Tally the lines in the listing below that contain "ServerConfig" and report the tally alone.

——————————

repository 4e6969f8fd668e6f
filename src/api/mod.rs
mod handlers;

use axum::{
    routing::{delete, get, post, put},
    Router,
};
use tower_http::{cors::CorsLayer, trace::TraceLayer};

use crate::db::Database;

pub fn create_router(db: Database) -> Router {
    let api = Router::new()
        // Flights
        .route("/flights", get(handlers::list_flights))
        .route("/flights", post(handlers::create_flight))
        .route("/flights/{id}", get(handlers::get_flight))
        .route("/flights/{id}", put(handlers::update_flight))
        .route("/flights/{id}", delete(handlers::delete_flight))
        // Passengers (seated manifest)
        .route("/flights/{id}/passengers", get(handlers::list_passengers))
        .route("/flights/{id}/passengers", post(handlers::add_passengers))
        .route(
            "/flights/{id}/passengers/{passenger_id}",
            get(handlers::get_passenger),
        )
        .route(
            "/flights/{id}/passengers/{passenger_id}",
            put(handlers::update_passenger),
        )
        .route(
            "/flights/{id}/passengers/{passenger_id}",
            delete(handlers::remove_passenger),
        )
        // Overbooked manifest (read-only)
        .route(
            "/flights/{id}/overbooked",
            get(handlers::overbooked_passengers),
        )
        // Health
        .route("/health", get(handlers::health));

    Router::new()
        .nest("/api/v1", api)
        .layer(TraceLayer::new_for_http())
        .layer(CorsLayer::permissive())
        .with_state(db)
}
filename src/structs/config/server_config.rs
use serde::{Deserialize, Serialize};
use crate::helpers::config_helper::ConfigHelper;

#[derive(Debug, Deserialize, Serialize, Clone, PartialEq)]
pub struct ServerConfig {
    #[serde(default = "ConfigHelper::default_base_url")]
    pub base_url: String,

    /// Per-call transport timeout, independent of the poll timeout.
    #[serde(default = "ConfigHelper::default_request_timeout_ms")]
    pub request_timeout_ms: u64,
}

impl Default for ServerConfig {
    fn default() -> Self {
        Self {
            base_url: ConfigHelper::default_base_url(),
            request_timeout_ms: ConfigHelper::default_request_timeout_ms(),
        }
    }
}
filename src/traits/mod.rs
pub mod transport;
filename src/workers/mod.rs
pub mod command_runner;
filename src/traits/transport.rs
use async_trait::async_trait;
use crate::enums::transport_error::TransportError;
use crate::structs::transport_request::TransportRequest;
use crate::structs::transport_response::TransportResponse;

/// A single HTTP exchange. Any response, whatever its status, is `Ok`;
/// `Err` means no response was received.
#[cfg_attr(test, mockall::automock)]
#[async_trait]
pub trait Transport: Send + Sync {

    async fn send(&self, request: &TransportRequest) -> Result<TransportResponse, TransportError>;
}
use std::fmt;
use serde::{Deserialize, Serialize};

/// Source-control hosts the review service knows how to fetch pull requests from.
#[derive(Debug, Deserialize, Serialize, Clone, Copy, Eq, Hash, PartialEq)]
pub enum GitProvider {
    #[serde(rename = "github")]
    GitHub,
    #[serde(rename = "gitlab")]
    GitLab,
    #[serde(rename = "bitbucket")]
    Bitbucket,
}

impl GitProvider {
    pub const ALL: [GitProvider; 3] = [GitProvider::GitHub, GitProvider::GitLab, GitProvider::Bitbucket];

    pub fn as_str(&self) -> &'static str {
        match self {
            GitProvider::GitHub => "github",
            GitProvider::GitLab => "gitlab",
            GitProvider::Bitbucket => "bitbucket",
        }
    }

    /// Host fragment matched against a PR URL's hostname.
    pub fn host(&self) -> &'static str {
        match self {
            GitProvider::GitHub => "github.com",
            GitProvider::GitLab => "gitlab.com",
            GitProvider::Bitbucket => "bitbucket.org",
        }
    }

    /// Path segment that precedes the PR number, and its index in the path.
    pub fn pull_segment(&self) -> (usize, &'static str) {
        match self {
            GitProvider::GitHub => (2, "pull"),
            GitProvider::GitLab => (3, "merge_requests"),
            GitProvider::Bitbucket => (2, "pull-requests"),
        }
    }
}

impl fmt::Display for GitProvider {
    fn fmt(&self, f: &mut fmt::Formatter) -> fmt::Result {
        write!(f, "{}", self.as_str())
    }
}
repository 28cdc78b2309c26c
pub mod animated_logger;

——————————

Solution for this problem: 2